September 5, 2012 is the 100th birthday of John Cage. Like hardly anyone before him, Cage consistently posed anew the question of the connection of music with other fields of art and everyday life. He takes his place alongside Satie, Duchamp, Paik and Beuys as one of the great strategists and crossover artists who straddled the boundaries of music and art in the 20th century. Coinciding with documenta 13 in Kassel, the major interdisciplinary exhibition A House Full of Music at the Mathildenhöhe Darmstadt
focuses especially on these five key artists and present twelve fundamental strategies of music and art since 1900. The exhibition features fascinating as well as enlightening soundscapes, projections, objects, scores, paintings and installations by 110 visual artists, musicians and composers from Laurie Anderson to Robert Filliou, Anri Sala, Dieter Roth, Iannis Xenakis, and Frank Zappa. The composer Heiner Goebbels created a John Cage and Gertrude Stein inspired sound and video installation especially for the Water Reservoir.
After the nationally as well as internationally acclaimed interdisciplinary exhibitions Russia 1900. Art and Culture in the Empire of the Last Czars and Total Artwork Expressionism. Art, Film, Literature, Theater, Dance and Architecture from 1905-1925, the Institute Mathildenhöhe Darmstadt is staging its next ambitious, large-scale project, A House Full of Music. Strategies in Music and Art, from May 13 to September 9, 2012. This time, an entire century is presented in a fundamentally new way.
A House Full of Music uses a very different approach than those of previous Music and Art exhibitions of the last decades, most of which were concerned with synesthetic questions like How do pictures sound? or What color do sounds have? Past exhibitions focused either on sound art as a new hybrid genre, examining the cross-genre socio-cultural context of art and music, or concentrated on individual media like the phonographic record.
For the first time, at the Mathildenhöhe Darmstadt, the internal connections between music and art have been brought to light with epoch-transcending presentations of twelve powerful strategies in music and art: to record, to collage, to be silent, to destroy, to calculate, to roll the dice, to feel, to think, to believe, to furnish, to repeat, and to play. These strategies shaped and continue to shape the music as well as the art of the 20th and 21st centuries. These historical and contemporary approaches of music and art are featured in the exhibition at the Mathildenhöhe Darmstadt, side by side, in dynamic strategy spaces. A House Full of Music thereby offers genuine opportunities to (re)discover works of music and art, shedding new light on the manifold interconnections between the two disciplines and presenting thematic, formal, as well as individual perspectives.
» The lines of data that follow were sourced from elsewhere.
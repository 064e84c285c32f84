//! Solution discovery stages.

use serde::{Deserialize, Serialize};

/// One phase of the solution discovery workflow.
///
/// Declaration order is workflow order; `Ord` follows it. `Complete` is
/// terminal: only an explicit reset leaves it.
#[derive(Debug, Clone, Copy, PartialEq, Eq, PartialOrd, Ord, Hash, Serialize, Deserialize)]
#[serde(rename_all = "lowercase")]
pub enum Stage {
    Requirements,
    Solution,
    Search,
    Improvise,
    Complete,
}

impl Stage {
    pub const ALL: [Stage; 5] = [
        Stage::Requirements,
        Stage::Solution,
        Stage::Search,
        Stage::Improvise,
        Stage::Complete,
    ];

    /// Progress label for the stage indicator.
    pub fn label(&self) -> &'static str {
        match self {
            Stage::Requirements => "Gather Requirements",
            Stage::Solution => "Generate Solution",
            Stage::Search => "Find Similar Solutions",
            Stage::Improvise => "Review & Improvise",
            Stage::Complete => "Ready for Spec",
        }
    }

    pub fn as_str(&self) -> &'static str {
        match self {
            Stage::Requirements => "requirements",
            Stage::Solution => "solution",
            Stage::Search => "search",
            Stage::Improvise => "improvise",
            Stage::Complete => "complete",
        }
    }

    /// Whether the user may type free text in this stage.
    pub fn accepts_text(&self) -> bool {
        matches!(self, Stage::Requirements | Stage::Solution | Stage::Improvise)
    }

    /// Zero-based position in the workflow.
    pub fn index(&self) -> usize {
        *self as usize
    }

    pub fn is_terminal(&self) -> bool {
        *self == Stage::Complete
    }
}

impl std::fmt::Display for Stage {
    fn fmt(&self, f: &mut std::fmt::Formatter<'_>) -> std::fmt::Result {
        f.write_str(self.as_str())
    }
}
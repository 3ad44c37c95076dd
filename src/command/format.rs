// Copyright 2025 Lablup Inc. and Jeongkyu Shin
//
// Licensed under the Apache License, Version 2.0 (the "License");
// you may not use this file except in compliance with the License.
// You may obtain a copy of the License at
//
//     http://www.apache.org/licenses/LICENSE-2.0
//
// Unless required by applicable law or agreed to in writing, software
// distributed under the License is distributed on an "AS IS" BASIS,
// WITHOUT WARRANTIES OR CONDITIONS OF ANY KIND, either express or implied.
// See the License for the specific language governing permissions and
// limitations under the License.

use chrono::Utc;

/// Placeholder in the argument string that receives the uploaded script path.
const SCRIPT_PLACEHOLDER: &str = "{}";

/// Remote directory the uploaded script is written to.
const REMOTE_SCRIPT_PREFIX: &str = "/tmp/sesh-";

/// Per-invocation names used when a script has to be wrapped.
///
/// The heredoc delimiter must not occur inside the script body, so it is
/// derived from the current time rather than being a fixed marker.
#[derive(Debug, Clone, PartialEq, Eq)]
pub struct ScriptStamp {
    pub delimiter: String,
    pub temp_path: String,
}

impl ScriptStamp {
    /// Stamp derived from the current wall clock.
    pub fn now() -> Self {
        let now = Utc::now();
        let nanos = now
            .timestamp_nanos_opt()
            .unwrap_or_else(|| i64::from(now.timestamp_subsec_nanos()));
        Self {
            delimiter: format!("E{}OF", now.timestamp_millis()),
            temp_path: format!("{REMOTE_SCRIPT_PREFIX}{nanos}"),
        }
    }
}

/// Format `cmd` for remote execution, optionally running it as a script.
///
/// - With empty `args`, a `#!` script is piped through a heredoc into its
///   interpreter; anything else is returned unchanged.
/// - With non-empty `args`, `cmd` is uploaded to a temporary file, made
///   executable, and `args` is run with the first `{}` replaced by that path
///   (or with the path prepended when there is no `{}`). The file is removed
///   whatever the exit status.
pub fn format_command(cmd: &str, args: &str) -> String {
    format_command_with(cmd, args, &ScriptStamp::now())
}

/// Same as [`format_command`] with explicit delimiter and temp path.
pub fn format_command_with(cmd: &str, args: &str, stamp: &ScriptStamp) -> String {
    let ScriptStamp {
        delimiter,
        temp_path,
    } = stamp;

    if !args.is_empty() {
        // Only the first placeholder is substituted.
        let args = if args.contains(SCRIPT_PLACEHOLDER) {
            args.replacen(SCRIPT_PLACEHOLDER, temp_path, 1)
        } else {
            format!("{temp_path} {args}")
        };
        return format!(
            "(cat > {temp_path}  <<\\{delimiter}\n{cmd}\n{delimiter}\n) && chmod +x {temp_path} && ({args}) ; rm -f {temp_path}"
        );
    }

    match shebang_interpreter(cmd) {
        Some(interpreter) => {
            format!("(cat <<\\{delimiter}\n{cmd}\n{delimiter}\n) |{interpreter}")
        }
        None => cmd.to_string(),
    }
}

/// Interpreter named on the first line of a `#!` script.
fn shebang_interpreter(cmd: &str) -> Option<&str> {
    let rest = cmd.strip_prefix("#!")?;
    let line = rest.split('\n').next().unwrap_or_default();
    Some(line.trim_end_matches('\r'))
}

#[cfg(test)]
mod tests {
    use super::*;

    fn stamp() -> ScriptStamp {
        ScriptStamp {
            delimiter: "E1700000000000OF".to_string(),
            temp_path: "/tmp/sesh-42".to_string(),
        }
    }

    #[test]
    fn test_plain_command_unchanged() {
        assert_eq!(format_command("uptime", ""), "uptime");
        assert_eq!(format_command("ls -la | wc -l", ""), "ls -la | wc -l");
    }

    #[test]
    fn test_empty_command_is_noop() {
        assert_eq!(format_command("", ""), "");
    }

    #[test]
    fn test_shebang_script_piped_to_interpreter() {
        let script = "#!/usr/bin/env python3\nprint('hi')";
        let formatted = format_command_with(script, "", &stamp());
        assert_eq!(
            formatted,
            "(cat <<\\E1700000000000OF\n#!/usr/bin/env python3\nprint('hi')\nE1700000000000OF\n) |/usr/bin/env python3"
        );
    }

    #[test]
    fn test_shebang_only_line() {
        let formatted = format_command_with("#!/bin/sh", "", &stamp());
        assert!(formatted.ends_with(") |/bin/sh"));
    }

    #[test]
    fn test_args_placeholder_substituted() {
        let formatted = format_command_with("echo hello", "bash {} foo", &stamp());
        assert_eq!(
            formatted,
            "(cat > /tmp/sesh-42  <<\\E1700000000000OF\necho hello\nE1700000000000OF\n) && chmod +x /tmp/sesh-42 && (bash /tmp/sesh-42 foo) ; rm -f /tmp/sesh-42"
        );
        assert!(!formatted.contains("{}"));
    }

    #[test]
    fn test_args_without_placeholder_prepend_path() {
        let formatted = format_command_with("echo hello", "arg1 arg2", &stamp());
        assert!(formatted.contains("&& (/tmp/sesh-42 arg1 arg2) ;"));
    }

    #[test]
    fn test_only_first_placeholder_substituted() {
        let formatted = format_command_with("echo hi", "bash {} {}", &stamp());
        assert!(formatted.contains("(bash /tmp/sesh-42 {})"));
        assert_eq!(formatted.matches("{}").count(), 1);
    }

    #[test]
    fn test_generated_stamp_shapes() {
        let stamp = ScriptStamp::now();
        assert!(stamp.delimiter.starts_with('E'));
        assert!(stamp.delimiter.ends_with("OF"));
        assert!(stamp.temp_path.starts_with(REMOTE_SCRIPT_PREFIX));

        let formatted = format_command("echo hi", "bash {} foo");
        let rm = format!("rm -f {}", extract_temp_path(&formatted));
        assert!(formatted.ends_with(&rm));
    }

    fn extract_temp_path(formatted: &str) -> &str {
        let start = formatted.find(REMOTE_SCRIPT_PREFIX).unwrap();
        let end = formatted[start..].find(' ').unwrap() + start;
        &formatted[start..end]
    }
}
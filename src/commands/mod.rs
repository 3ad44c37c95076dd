// Copyright 2025 Lablup Inc. and Jeongkyu Shin
//
// Licensed under the Apache License, Version 2.0 (the "License");
// you may not use this file except in compliance with the License.
// You may obtain a copy of the License at
//
//     http://www.apache.org/licenses/LICENSE-2.0
//
// Unless required by applicable law or agreed to in writing, software
// distributed under the License is distributed on an "AS IS" BASIS,
// WITHOUT WARRANTIES OR CONDITIONS OF ANY KIND, either express or implied.
// See the License for the specific language governing permissions and
// limitations under the License.

pub mod exec;
pub mod interactive;
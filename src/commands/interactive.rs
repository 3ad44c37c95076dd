// Copyright 2025 Lablup Inc. and Jeongkyu Shin
//
// Licensed under the Apache License, Version 2.0 (the "License");
// you may not use this file except in compliance with the License.
// You may obtain a copy of the License at
//
//     http://www.apache.org/licenses/LICENSE-2.0
//
// Unless required by applicable law or agreed to in writing, software
// distributed under the License is distributed on an "AS IS" BASIS,
// WITHOUT WARRANTIES OR CONDITIONS OF ANY KIND, either express or implied.
// See the License for the specific language governing permissions and
// limitations under the License.

use anyhow::Result;

use crate::config::RunConfig;
use crate::host::Host;
use crate::ssh::sys_login;

/// Log in to `host` and hand it the local terminal until the shell exits.
pub async fn interact(config: &RunConfig, host: &Host) -> Result<()> {
    tracing::info!("Opening interactive session on {}", host);
    match sys_login(host, config.strict_mode).await? {
        Some(status) => tracing::info!("Session on {} exited with status {}", host, status),
        None => tracing::debug!("Session on {} closed", host),
    }
    Ok(())
}

/// An empty command against a single host opens a login shell. With more
/// hosts the empty command is dispatched like any other and runs as a no-op.
pub fn wants_login(config: &RunConfig, host_count: usize) -> bool {
    host_count == 1 && config.cmd.trim().is_empty()
}
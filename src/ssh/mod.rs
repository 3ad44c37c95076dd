// Copyright 2025 Lablup Inc. and Jeongkyu Shin
//
// Licensed under the Apache License, Version 2.0 (the "License");
// you may not use this file except in compliance with the License.
// You may obtain a copy of the License at
//
//     http://www.apache.org/licenses/LICENSE-2.0
//
// Unless required by applicable law or agreed to in writing, software
// distributed under the License is distributed on an "AS IS" BASIS,
// WITHOUT WARRANTIES OR CONDITIONS OF ANY KIND, either express or implied.
// See the License for the specific language governing permissions and
// limitations under the License.

//! SSH transport: connection, authentication, host keys and sessions.

mod auth;
mod client;
mod error;
mod known_hosts;
mod session;

pub use auth::{auth_methods, AuthMethod};
pub use client::{Client, ClientHandler};
pub use error::SshError;
pub use known_hosts::{
    get_check_method, get_default_known_hosts_path, ServerCheckMethod, StrictHostKeyChecking,
};
pub use session::{sys_login, SshSession, SshSessionFactory};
The 100th birthday jubilee of John Cage, one of the most important composers and musical philosophers of the 20th century, marks the occasion for this large scale exhibition. Like hardly anyone before him, John Cage knocked down the boundaries of music, creating an opening into art and life. Along with Erik Satie, Marcel Duchamp, Joseph Beuys and Nam June Paik, Cage is one of the key figures of the exhibition, which bears the name of one of his compositions: A House Full of Music.
In honor of the pioneers Satie and Duchamp, a special Prologue to the exhibition has been dedicated to them. 110 artists, musicians and composers, from Nevin Aladag, Pierre Boulez and Miles Davis, to Brian Eno, Bruce Nauman, Steve Reich, and La Monte Young, sound out the twelve fundamental strategies of art and music of the 20th and 21st centuries in an exciting exhibition running the gamut of artistic and musical styles and media. Visitors are able to experience the at times challenging yet always vibrant spectrum of music and art in the 20th Century.
The composer, musical theater director and this years artistic director of the Ruhr Triennale, Heiner Goebbels, realized a sound and video installation inspired by John Cage and Gertrude Stein especially for the historical Water Reservoir beneath the Exhibition Hall Mathildenhöhe. Genko-an 64287 isbeing presented on 1000 square meters throughout the two water storage chambers.
The sculpture studios of the Artists Colony Museum have been transformed, for the duration of the exhibition, into a Cage movie theatre featuring two auditoriums: The 1966 artist film Sound??, pairing John Cage with the jazz saxophonist Rashaan Roland Kirk in a creative dialogue, runs in a Black Box. In the neighboring White Cube, Nam June Paiks cinematicartistic homage from 1973/76, A Tribute to John Cage, is being shown.